→ **Listed records**:
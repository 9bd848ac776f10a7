//! KV client tests over the in-memory store.

mod common;

use common::memory_client;
use lattice_client::etcd::{CompactOptions, SortOrder, SortTarget};
use lattice_client::{ClientError, DeleteOptions, GetOptions, PutOptions};

#[tokio::test]
async fn put_get_delete() {
    let (client, _store) = memory_client("kv-basic");
    let kv = client.kv();

    let put = kv.put("foo", "bar").await.unwrap();
    assert!(put.prev_kv.is_none());
    assert_eq!(put.header.revision, 2);

    let read = kv.get("foo").await.unwrap();
    assert_eq!(read.count, 1);
    assert_eq!(read.kvs[0].value_str(), Some("bar"));
    assert_eq!(read.kvs[0].version, 1);

    let deleted = kv.delete("foo").await.unwrap();
    assert_eq!(deleted.deleted, 1);
    assert!(kv.get("foo").await.unwrap().kvs.is_empty());
    client.close();
}

#[tokio::test]
async fn put_with_prev_kv_returns_previous_value() {
    let (client, _store) = memory_client("kv-prev");
    let kv = client.kv();
    kv.put("k", "one").await.unwrap();

    let put = kv
        .put_with("k", "two", PutOptions::default().with_prev_kv())
        .await
        .unwrap();
    let prev = put.prev_kv.unwrap();
    assert_eq!(prev.value, b"one");

    let current = kv.get("k").await.unwrap();
    assert_eq!(current.kvs[0].version, 2);
    assert_eq!(current.kvs[0].create_revision, prev.create_revision);
    client.close();
}

#[tokio::test]
async fn prefix_read_with_limit_reports_more_and_count() {
    let (client, _store) = memory_client("kv-prefix");
    let kv = client.kv();
    for key in ["app/a", "app/b", "app/c", "other"] {
        kv.put(key, "v").await.unwrap();
    }

    let read = kv
        .get_with("app/", GetOptions::default().with_prefix(b"app/").with_limit(2))
        .await
        .unwrap();
    assert_eq!(read.kvs.len(), 2);
    assert!(read.more);
    assert_eq!(read.count, 3);
    client.close();
}

#[tokio::test]
async fn count_only_exposes_count_without_kvs() {
    let (client, _store) = memory_client("kv-count");
    let kv = client.kv();
    for i in 0..4 {
        kv.put(format!("n/{i}"), "v").await.unwrap();
    }

    let read = kv
        .get_with("n/", GetOptions::default().with_prefix(b"n/").with_count_only())
        .await
        .unwrap();
    assert!(read.kvs.is_empty());
    assert_eq!(read.count, 4);
    assert!(!read.more);
    client.close();
}

#[tokio::test]
async fn keys_only_and_descending_sort() {
    let (client, _store) = memory_client("kv-sort");
    let kv = client.kv();
    for key in ["s/1", "s/3", "s/2"] {
        kv.put(key, "payload").await.unwrap();
    }

    let read = kv
        .get_with(
            "s/",
            GetOptions::default()
                .with_prefix(b"s/")
                .with_keys_only()
                .with_sort(SortOrder::Descend, SortTarget::Key),
        )
        .await
        .unwrap();
    let keys: Vec<&[u8]> = read.kvs.iter().map(|kv| kv.key.as_slice()).collect();
    assert_eq!(keys, vec![&b"s/3"[..], b"s/2", b"s/1"]);
    assert!(read.kvs.iter().all(|kv| kv.value.is_empty()));
    client.close();
}

#[tokio::test]
async fn read_at_revision_and_compaction() {
    let (client, _store) = memory_client("kv-compact");
    let kv = client.kv();
    let first = kv.put("k", "v1").await.unwrap().header.revision;
    let second = kv.put("k", "v2").await.unwrap().header.revision;

    let old = kv
        .get_with("k", GetOptions::default().with_revision(first))
        .await
        .unwrap();
    assert_eq!(old.kvs[0].value, b"v1");

    kv.compact_with(CompactOptions::default().with_revision(second))
        .await
        .unwrap();
    let err = kv
        .get_with("k", GetOptions::default().with_revision(first))
        .await
        .unwrap_err();
    assert_eq!(err.status_code(), Some(tonic::Code::OutOfRange));

    let err = kv
        .compact_with(CompactOptions::default().with_revision(second))
        .await
        .unwrap_err();
    assert!(matches!(err, ClientError::Transport(_)));
    client.close();
}

#[tokio::test]
async fn delete_range_with_prev_kvs() {
    let (client, store) = memory_client("kv-delete-range");
    let kv = client.kv();
    for key in ["d/a", "d/b", "e"] {
        kv.put(key, "v").await.unwrap();
    }

    let deleted = kv
        .delete_with(
            "d/",
            DeleteOptions::default().with_prefix(b"d/").with_prev_kv(),
        )
        .await
        .unwrap();
    assert_eq!(deleted.deleted, 2);
    assert_eq!(deleted.prev_kvs.len(), 2);
    assert_eq!(store.len(), 1);
    client.close();
}

#[tokio::test]
async fn empty_key_is_rejected_by_server() {
    let (client, _store) = memory_client("kv-empty");
    let err = client.kv().put("", "v").await.unwrap_err();
    assert_eq!(err.status_code(), Some(tonic::Code::InvalidArgument));
    client.close();
}
//! # Tls
//!
//! Tls wrappers

use std::fmt::Debug;
use std::io::{Read, Write};
use std::net::TcpStream;

#[cfg(feature = "native-tls")]
mod native_tls;
#[cfg(feature = "native-tls")]
pub use self::native_tls::{NativeTlsConnector, NativeTlsStream};

#[cfg(feature = "rustls")]
mod rustls;
#[cfg(feature = "rustls")]
pub use self::rustls::{RustlsConnector, RustlsStream};

/// Wraps a connected socket into a TLS stream.
///
/// The same connector is used for the control connection and for every data connection.
#[cfg(feature = "secure")]
#[cfg_attr(docsrs, doc(cfg(feature = "secure")))]
pub trait TlsConnector: Debug {
    type Stream: TlsStream;

    fn connect(&self, domain: &str, stream: TcpStream) -> crate::FtpResult<Self::Stream>;
}

/// A trait for a TLS stream over a tcp socket.
pub trait TlsStream: Debug {
    type InnerStream: Read + Write;

    /// Get ref to underlying tcp stream
    fn get_ref(&self) -> &TcpStream;

    /// Get mutable reference to tls stream
    fn mut_ref(&mut self) -> &mut Self::InnerStream;
}

/// Stream type of the plain sessions: it can't be constructed, so a plain session never holds a TLS stream
#[derive(Debug)]
pub enum NoTlsStream {}

impl TlsStream for NoTlsStream {
    type InnerStream = TcpStream;

    fn get_ref(&self) -> &TcpStream {
        match *self {}
    }

    fn mut_ref(&mut self) -> &mut Self::InnerStream {
        match *self {}
    }
}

→ **What to work on**: Your answer should consist of the lines of the listing that contain "deleted", copied as they stand.

→ **Response area**:
    let deleted = kv.delete("foo").await.unwrap();
    assert_eq!(deleted.deleted, 1);
    let deleted = kv
    assert_eq!(deleted.deleted, 2);
    assert_eq!(deleted.prev_kvs.len(), 2);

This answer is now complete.